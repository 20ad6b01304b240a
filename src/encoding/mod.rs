//! Byte-level codecs shared by the log format and the indices.
//!
//! Composite keys carry the user key length as a LEB128 varint prefix so
//! replay can split them without consulting any side metadata:
//!
//! ```text
//! hash:  vu(len(key)) | key | field
//! set:   vu(len(key)) | key | member
//! zset:  vu(len(key)) | key | score_bits:u64 BE | member
//! list:  vu(len(key)) | key | seq:u32 BE
//! ```
//!
//! Fixed-width integers on disk are big-endian throughout.

use byteorder::{BigEndian, ByteOrder};

use crate::error::{Error, Result};

/// Appends `v` to `buf` as an unsigned LEB128 varint.
pub fn write_uvarint(buf: &mut Vec<u8>, mut v: u64) {
    while v >= 0x80 {
        buf.push((v as u8) | 0x80);
        v >>= 7;
    }
    buf.push(v as u8);
}

/// Decodes an unsigned LEB128 varint from the front of `buf`, returning the
/// value and the number of bytes consumed. `None` if the buffer ends before
/// the varint does or the value overflows 64 bits.
pub fn read_uvarint(buf: &[u8]) -> Option<(u64, usize)> {
    let mut v = 0u64;
    let mut shift = 0u32;
    for (i, &b) in buf.iter().enumerate() {
        if shift >= 64 {
            return None;
        }
        v |= u64::from(b & 0x7f) << shift;
        if b & 0x80 == 0 {
            return Some((v, i + 1));
        }
        shift += 7;
    }
    None
}

/// Number of bytes `write_uvarint` emits for `v`.
pub fn uvarint_len(mut v: u64) -> usize {
    let mut n = 1;
    while v >= 0x80 {
        v >>= 7;
        n += 1;
    }
    n
}

fn split_user_key(buf: &[u8]) -> Result<(&[u8], &[u8])> {
    let (len, n) = read_uvarint(buf).ok_or_else(|| malformed("truncated key length"))?;
    let len = len as usize;
    if buf.len() < n + len {
        return Err(malformed("key shorter than declared length"));
    }
    Ok((&buf[n..n + len], &buf[n + len..]))
}

fn malformed(what: &str) -> Error {
    Error::Index(format!("malformed composite key: {what}"))
}

fn with_user_key(key: &[u8], extra: usize) -> Vec<u8> {
    let mut buf = Vec::with_capacity(uvarint_len(key.len() as u64) + key.len() + extra);
    write_uvarint(&mut buf, key.len() as u64);
    buf.extend_from_slice(key);
    buf
}

/// `vu(len(key)) | key | field`
pub fn encode_hash_key(key: &[u8], field: &[u8]) -> Vec<u8> {
    let mut buf = with_user_key(key, field.len());
    buf.extend_from_slice(field);
    buf
}

/// Splits a hash entry key into `(key, field)`.
pub fn decode_hash_key(buf: &[u8]) -> Result<(Vec<u8>, Vec<u8>)> {
    let (key, rest) = split_user_key(buf)?;
    Ok((key.to_vec(), rest.to_vec()))
}

/// `vu(len(key)) | key | member`
pub fn encode_set_key(key: &[u8], member: &[u8]) -> Vec<u8> {
    encode_hash_key(key, member)
}

/// Splits a set entry key into `(key, member)`.
pub fn decode_set_key(buf: &[u8]) -> Result<(Vec<u8>, Vec<u8>)> {
    decode_hash_key(buf)
}

/// `vu(len(key)) | key | score_bits:u64 BE | member`
pub fn encode_zset_key(key: &[u8], score_bits: u64, member: &[u8]) -> Vec<u8> {
    let mut buf = with_user_key(key, 8 + member.len());
    let mut score = [0u8; 8];
    BigEndian::write_u64(&mut score, score_bits);
    buf.extend_from_slice(&score);
    buf.extend_from_slice(member);
    buf
}

/// Splits a zset entry key into `(key, score_bits, member)`.
pub fn decode_zset_key(buf: &[u8]) -> Result<(Vec<u8>, u64, Vec<u8>)> {
    let (key, rest) = split_user_key(buf)?;
    if rest.len() < 8 {
        return Err(malformed("zset key missing score"));
    }
    let score_bits = BigEndian::read_u64(&rest[..8]);
    Ok((key.to_vec(), score_bits, rest[8..].to_vec()))
}

/// `vu(len(key)) | key | seq:u32 BE`
pub fn encode_list_key(key: &[u8], seq: u32) -> Vec<u8> {
    let mut buf = with_user_key(key, 4);
    let mut raw = [0u8; 4];
    BigEndian::write_u32(&mut raw, seq);
    buf.extend_from_slice(&raw);
    buf
}

/// Splits a list entry key into `(key, seq)`.
pub fn decode_list_key(buf: &[u8]) -> Result<(Vec<u8>, u32)> {
    let (key, rest) = split_user_key(buf)?;
    if rest.len() != 4 {
        return Err(malformed("list key missing sequence number"));
    }
    Ok((key.to_vec(), BigEndian::read_u32(rest)))
}

/// Order-preserving transform of an f64 score: comparing the resulting
/// u64 values (or their big-endian bytes) compares the scores.
pub fn encode_score(score: f64) -> u64 {
    let bits = score.to_bits();
    if bits & (1 << 63) == 0 {
        bits | (1 << 63)
    } else {
        !bits
    }
}

/// Inverse of [`encode_score`].
pub fn decode_score(bits: u64) -> f64 {
    if bits & (1 << 63) != 0 {
        f64::from_bits(bits & !(1 << 63))
    } else {
        f64::from_bits(!bits)
    }
}

/// Persisted head/tail bounds of a list's sequence space.
#[derive(Debug, Clone, Copy, PartialEq, Eq)]
pub struct ListMeta {
    pub head: u32,
    pub tail: u32,
}

impl ListMeta {
    pub fn encode(&self) -> Vec<u8> {
        let mut buf = vec![0u8; 8];
        BigEndian::write_u32(&mut buf[..4], self.head);
        BigEndian::write_u32(&mut buf[4..], self.tail);
        buf
    }

    pub fn decode(buf: &[u8]) -> Result<Self> {
        if buf.len() != 8 {
            return Err(Error::Index("malformed list meta record".into()));
        }
        Ok(Self {
            head: BigEndian::read_u32(&buf[..4]),
            tail: BigEndian::read_u32(&buf[4..]),
        })
    }
}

:: Description of the task ::
Some lines contain the word "field". Pull each one out of the listing.

:: Response to this task ::
//! hash:  vu(len(key)) | key | field
/// `vu(len(key)) | key | field`
pub fn encode_hash_key(key: &[u8], field: &[u8]) -> Vec<u8> {
    let mut buf = with_user_key(key, field.len());
    buf.extend_from_slice(field);
/// Splits a hash entry key into `(key, field)`.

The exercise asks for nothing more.